# Is this any good



## GoNavy429 (Oct 7, 2013)

I don't know much about hand planes, but I want too. Saw this on ebay is it any good for a starter

http://www.ebay.com/itm/FINISHED-HA...46723419?pt=US_Hand_Tools&hash=item20dd00145b

Seems like it's awfully cheap. I have over the years steered away from hand planes, mostly because I don't know a lot about it, and usually just go down through the sanding grits to get where I want, but recently I got some rough cut walnut pieces so I rough cut them then broke out an old Stanley block plane I had, pulled the blade and sharpened it up and went to town on the Walnut to plane it down to size...jeez I was shocked, this thing came out baby butt smooth, I don't think I could have got it that smooth with 1000 grit paper. I think I might need to get into this hand plane stuff a little more. But I am thinking a finish planer might be a better idea, this old block did take a little finesse ..lol.... I don't know that I want to spend a great deal of money on this...but any suggestion or links to learn a little more would help...thanks


----------



## tc65 (Jan 9, 2012)

It's a piece of junk.

There are lots of recent threads here on what planes to start learning. Not to rehash what has been said, but a overall good plane to start with is a Stanley Bailey #5. It's called a jack plane and is a "jack of all trades" so to speak. 
Here is one recent thread to get you started. http://www.woodworkingtalk.com/f11/thinking-small-plane-collection-but-don-t-know-what-57777/


----------



## acowboy (Nov 20, 2013)

I googled that #33 and got a picture of what HF sells for 10.00 dollars...beware


----------



## cabinetman (Jul 5, 2007)

acowboy said:


> I googled that #33 and got a picture of what HF sells for 10.00 dollars...beware


+1.:yes:

http://www.harborfreight.com/no-33-bench-plane-97544.html


















.


----------



## knotscott (Nov 8, 2007)

Skip it, and buy a nice old Bailey, Millers Falls, Record, or Sargent plane....

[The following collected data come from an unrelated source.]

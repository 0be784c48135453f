// SPDX-License-Identifier: BUSL-1.1
// Copyright (c) 2026 Alfred Jean LLC

use crate::prelude::*;
use std::sync::atomic::{AtomicBool, AtomicUsize, Ordering};
use sy_core::{CommandError, CommandInput};
use sy_engine::Step;

fn counted(runs: &Arc<AtomicUsize>) -> Command<Player> {
    let runs = Arc::clone(runs);
    Command::builder("launch")
        .handler_fn(move |_| {
            runs.fetch_add(1, Ordering::SeqCst);
            Ok(())
        })
        .build()
        .unwrap()
}

#[tokio::test]
async fn cancelling_postprocessor_skips_the_handler() {
    let manager = manager();
    let runs = Arc::new(AtomicUsize::new(0));
    manager.command(counted(&runs)).unwrap();
    manager.register_postprocessor(|_: &mut CommandContext<Player>, _: &Arc<Command<Player>>| -> Step<Player> {
        Step::Cancel
    });

    let outcome = manager.execute(Player::new(&[]), "launch").await;
    assert!(outcome.is_cancelled(), "{outcome:?}");
    assert_eq!(runs.load(Ordering::SeqCst), 0);
}

#[tokio::test]
async fn cancelling_preprocessor_skips_routing() {
    let manager = manager();
    let runs = Arc::new(AtomicUsize::new(0));
    manager.command(counted(&runs)).unwrap();
    let routed = Arc::new(AtomicBool::new(false));
    let seen = Arc::clone(&routed);
    manager.register_preprocessor(|_: &mut CommandContext<Player>, _: &mut CommandInput| -> Step<Player> {
        Step::Cancel
    });
    manager.register_postprocessor(
        move |_: &mut CommandContext<Player>, _: &Arc<Command<Player>>| -> Step<Player> {
            seen.store(true, Ordering::SeqCst);
            Step::Continue
        },
    );

    assert!(manager.execute(Player::new(&[]), "launch").await.is_cancelled());
    assert!(!routed.load(Ordering::SeqCst));
    assert_eq!(runs.load(Ordering::SeqCst), 0);
}

#[tokio::test]
async fn failing_preprocessor_resolves_as_failed() {
    let manager = manager();
    let runs = Arc::new(AtomicUsize::new(0));
    manager.command(counted(&runs)).unwrap();
    manager.register_preprocessor(|ctx: &mut CommandContext<Player>, _: &mut CommandInput| -> Step<Player> {
        Step::Fail(CommandError::Aborted {
            reason: format!("maintenance, dropped `{}`", ctx.raw_input()),
        })
    });

    let outcome = manager.execute(Player::new(&[]), "launch").await;
    assert_eq!(outcome.error().map(|e| e.kind()), Some(ErrorKind::Aborted));
    assert_eq!(runs.load(Ordering::SeqCst), 0);
}

#[tokio::test]
async fn preprocessors_share_the_context_with_the_handler() {
    let manager = manager();
    manager
        .command(
            Command::builder("whoami")
                .handler_fn(|ctx| {
                    let tag = ctx.get::<String>("tag").cloned().unwrap_or_default();
                    ctx.store("reply", format!("tagged {tag}"));
                    Ok(())
                })
                .build()
                .unwrap(),
        )
        .unwrap();
    manager.register_preprocessor(|ctx: &mut CommandContext<Player>, _: &mut CommandInput| -> Step<Player> {
        ctx.store("tag", "vip".to_string());
        Step::Continue
    });

    let context = succeed(&manager, "whoami").await;
    assert_eq!(
        context.get::<String>("reply").map(String::as_str),
        Some("tagged vip")
    );
}

#[tokio::test]
async fn execution_is_lazy_until_awaited() {
    let manager = manager();
    let runs = Arc::new(AtomicUsize::new(0));
    manager.command(counted(&runs)).unwrap();

    let handle = manager.execute(Player::new(&[]), "launch");
    assert_eq!(runs.load(Ordering::SeqCst), 0);
    assert!(handle.await.is_success());
    assert_eq!(runs.load(Ordering::SeqCst), 1);
}
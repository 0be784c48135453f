// SPDX-License-Identifier: BUSL-1.1
// Copyright (c) 2026 Alfred Jean LLC

//! Usage strings for commands and components.
//!
//! Literals print as their name, required arguments as `<name>`, optional
//! arguments as `[name]` and flags as `[--name]` or `[--name <value>]`.

use sy_core::{Command, CommandComponent};

/// Usage form of a single component.
pub fn component_syntax<S>(component: &CommandComponent<S>) -> String {
    if component.is_literal() {
        component.name().to_string()
    } else if component.is_required() {
        format!("<{}>", component.name())
    } else {
        format!("[{}]", component.name())
    }
}

/// Full usage string of a command, flags last.
pub fn command_syntax<S>(command: &Command<S>) -> String {
    command
        .components()
        .iter()
        .map(component_syntax)
        .chain(command.flags().iter().map(|flag| flag.syntax()))
        .collect::<Vec<_>>()
        .join(" ")
}

#[cfg(test)]
#[path = "syntax_tests.rs"]
mod tests;
// SPDX-License-Identifier: BUSL-1.1
// Copyright (c) 2026 Alfred Jean LLC

use super::*;
use sy_core::test_support::{test_context, TestSender};

fn modes() -> ChoiceParser {
    ChoiceParser::new(["Survival", "Creative", "Spectator"])
}

fn parse(parser: &ChoiceParser, text: &str) -> Result<String, ParserError> {
    let ctx = test_context();
    let mut input = CommandInput::new(text);
    ArgumentParser::<TestSender>::parse(parser, &ctx, &mut input)
}

#[test]
fn yields_declared_spelling() {
    assert_eq!(parse(&modes(), "creative").unwrap(), "Creative");
}

#[test]
fn case_sensitive_rejects_other_case() {
    let parser = modes().case_sensitive();
    assert!(parse(&parser, "creative").is_err());
    assert_eq!(parse(&parser, "Creative").unwrap(), "Creative");
}

#[test]
fn invalid_lists_choices() {
    assert_eq!(
        parse(&modes(), "hardcore").unwrap_err().to_string(),
        "hardcore is not one of: Survival, Creative, Spectator"
    );
}

#[test]
fn suggestions_filter_by_prefix() {
    let ctx = test_context();
    assert_eq!(
        ArgumentParser::<TestSender>::suggestions(&modes(), &ctx, "s"),
        vec!["Survival", "Spectator"]
    );
}

#[test]
fn config_key_tracks_choices() {
    let a = ArgumentParser::<TestSender>::config_key(&modes());
    let b = ArgumentParser::<TestSender>::config_key(&ChoiceParser::new(["Survival"]));
    assert_ne!(a, b);
}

Tips for buying good quality hand planes on a budget


----------



## acowboy (Nov 20, 2013)

I have bought a few plane on line, beware of the one's with only one picture or four. Look at the one's with views of both sides top and bottom, paying close attention to throat area.

Watch out for chips or cracks in the metal.

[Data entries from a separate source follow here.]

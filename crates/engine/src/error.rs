// SPDX-License-Identifier: BUSL-1.1
// Copyright (c) 2026 Alfred Jean LLC

//! Error types for command registration

use thiserror::Error;

/// Errors that can occur while registering or deleting commands.
///
/// These are returned to the caller directly and never routed through the
/// exception controller.
#[derive(Debug, Clone, PartialEq, Eq, Error)]
pub enum RegistrationError {
    #[error("ambiguous node {node} under {parent}; siblings: {}", .siblings.join(", "))]
    AmbiguousNode {
        parent: String,
        node: String,
        siblings: Vec<String>,
    },
    #[error("command already registered: {0}")]
    DuplicateCommand(String),
    #[error("registration is locked")]
    RegistrationLocked,
    #[error("root command deletion is disabled")]
    DeletionDisabled,
    #[error("unknown root command: {0}")]
    UnknownRootCommand(String),
    #[error("root component must be a literal: {0}")]
    NonLiteralRoot(String),
}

The wood area, Tote and knob, should be crack and chip free. But I can repair or make them. Or you can buy another plane cheap for parts. Beware on this one though...you might get addicted..!!

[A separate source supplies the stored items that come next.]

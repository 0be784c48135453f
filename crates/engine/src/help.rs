// SPDX-License-Identifier: BUSL-1.1
// Copyright (c) 2026 Alfred Jean LLC

//! Help index
//!
//! A snapshot of registered commands that hosts can filter, group and query
//! to render help in whatever form they like.

use crate::syntax::{command_syntax, component_syntax};
use indexmap::IndexMap;
use serde::Serialize;
use std::hash::Hash;
use std::sync::Arc;
use sy_core::{Command, CommandComponent, CommandSender};

/// Help for one component or flag.
#[derive(Debug, Clone, PartialEq, Eq, Serialize)]
pub struct ComponentHelp {
    pub syntax: String,
    pub description: String,
    #[serde(skip_serializing_if = "Option::is_none")]
    pub value_type: Option<String>,
}

/// Help for one command.
#[derive(Debug, Clone, PartialEq, Eq, Serialize)]
pub struct HelpEntry {
    pub syntax: String,
    pub description: String,
    pub components: Vec<ComponentHelp>,
    pub flags: Vec<ComponentHelp>,
}

impl HelpEntry {
    fn of<S>(command: &Command<S>) -> Self {
        Self {
            syntax: command_syntax(command),
            description: command.description().to_string(),
            components: command.components().iter().map(component_help).collect(),
            flags: command
                .flags()
                .iter()
                .map(|flag| ComponentHelp {
                    syntax: flag.syntax(),
                    description: flag.help_text().to_string(),
                    value_type: None,
                })
                .collect(),
        }
    }
}

fn component_help<S>(component: &CommandComponent<S>) -> ComponentHelp {
    ComponentHelp {
        syntax: component_syntax(component),
        description: component.description().to_string(),
        value_type: component.value_type().map(|t| t.short_name().to_string()),
    }
}

/// Answer to a help query.
#[derive(Debug, Clone, PartialEq, Eq)]
pub enum HelpQueryResult {
    /// Listing of commands; empty when nothing matched.
    Index(Vec<HelpEntry>),
    /// Exactly one command matched.
    Verbose(HelpEntry),
    /// Several commands share the queried prefix.
    Multiple { prefix: String, children: Vec<String> },
}

/// Snapshot of registered commands.
pub struct HelpIndex<S> {
    commands: Vec<Arc<Command<S>>>,
}

impl<S> Clone for HelpIndex<S> {
    fn clone(&self) -> Self {
        Self {
            commands: self.commands.clone(),
        }
    }
}

impl<S: CommandSender> HelpIndex<S> {
    pub fn new(commands: Vec<Arc<Command<S>>>) -> Self {
        Self { commands }
    }

    pub fn len(&self) -> usize {
        self.commands.len()
    }

    pub fn is_empty(&self) -> bool {
        self.commands.is_empty()
    }

    pub fn entries(&self) -> Vec<HelpEntry> {
        self.commands.iter().map(|c| HelpEntry::of(c)).collect()
    }

    pub fn filter<F>(&self, predicate: F) -> Self
    where
        F: Fn(&Command<S>) -> bool,
    {
        Self {
            commands: self.commands.iter().filter(|c| predicate(c)).cloned().collect(),
        }
    }

    /// Commands `sender` may run.
    pub fn visible_to(&self, sender: &S) -> Self {
        self.filter(|command| {
            command.permission().allows(sender)
                && command.sender_type().is_none_or(|t| t.accepts(sender))
        })
    }

    /// Entries grouped by `key`, groups in first-seen order.
    pub fn group_by<K, F>(&self, key: F) -> IndexMap<K, Vec<HelpEntry>>
    where
        K: Hash + Eq,
        F: Fn(&Command<S>) -> K,
    {
        let mut groups: IndexMap<K, Vec<HelpEntry>> = IndexMap::new();
        for command in &self.commands {
            groups.entry(key(command)).or_default().push(HelpEntry::of(command));
        }
        groups
    }

    /// Look up commands by a space-separated path.
    ///
    /// Literal tokens match names or aliases; argument tokens match the
    /// argument's name or usage form.
    pub fn query(&self, query: &str) -> HelpQueryResult {
        let tokens: Vec<&str> = query.split_whitespace().collect();
        if tokens.is_empty() {
            return HelpQueryResult::Index(self.entries());
        }
        let matches: Vec<&Arc<Command<S>>> = self
            .commands
            .iter()
            .filter(|command| matches_path(command, &tokens))
            .collect();

        match matches.as_slice() {
            [] => HelpQueryResult::Index(Vec::new()),
            [command] => HelpQueryResult::Verbose(HelpEntry::of(command)),
            [first, ..] => HelpQueryResult::Multiple {
                prefix: first.components()[..tokens.len()]
                    .iter()
                    .map(component_syntax)
                    .collect::<Vec<_>>()
                    .join(" "),
                children: matches.iter().map(|c| command_syntax(c)).collect(),
            },
        }
    }
}

fn matches_path<S>(command: &Command<S>, tokens: &[&str]) -> bool {
    let components = command.components();
    tokens.len() <= components.len()
        && tokens.iter().zip(components).all(|(token, component)| {
            if component.is_literal() {
                component.matches_literal(token)
            } else {
                *token == component.name() || *token == component_syntax(component)
            }
        })
}

#[cfg(test)]
#[path = "help_tests.rs"]
mod tests;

I am going to upload a pic, some will say I am bragging, yep.
But 90% where rust bucket's and bought for less than 25.00 dollars and that's including shipping, most even less than that. But I restore or clean up planes, that is my hobby

#5's are the best all around plane as trc65 posted, but do not count out a #4 or a #3 if the price is right. knotscott is also right, must add Union in there also. Adjustable frog is a plus.


----------



## timetestedtools (Aug 23, 2012)

GoNavy429 said:


> I think I might need to get into this hand plane stuff a little more. But I am thinking a finish planer might be a better idea, this old block did take a little finesse ..lol.... I don't know that I want to spend a great deal of money on this...but any suggestion or links to learn a little more would help...thanks


 I envy guys who can get into hand planes "a little". I've used hand planes all my life but it wasn't until a few years ago I really started down the slippery slope.

You can look at what I have for sale. I re-sell the ones I dig up that I already have. I take the all apart first so there are no surprises. If you want them restored and tuned I can do that as well.

Ebay is tough, because most of the sellers don't have a clue. 

I'd start with a #3 or 4 smoother. Find one that can be cleaned up and tuned and you will need to learn to sharpen right off.

It sure beats sanding!!


----------



## GoNavy429 (Oct 7, 2013)

Ya put a bid on a Stanley #5 on ebay..lol..got outbid pretty quick. This is what I have, I think it is a low angle Stanley block plane, hell I don't know, but it did a great job after I sharpened the blade a little, probably didn't even do that right...lol..but it worked Ok, and it is the only plane I own, but after using this one, it is some thing I want to get into, hope I don't go poor doing it...:laughing:..I know how I am....:laughing:


edit: By the way my old Stanley is missing the little wood knob, it's non adjustable throat plate. Any one know where I can buy another knob.


.


----------



## Jayhawk2001 (Dec 28, 2010)

What's a good price to pay for a no. 7? I see a bunch go in the 90-110 dollar range.


----------



## acowboy (Nov 20, 2013)

> edit: By the way my old Stanley is missing the little wood knob, it's non adjustable throat plate. Any one know where I can buy another knob.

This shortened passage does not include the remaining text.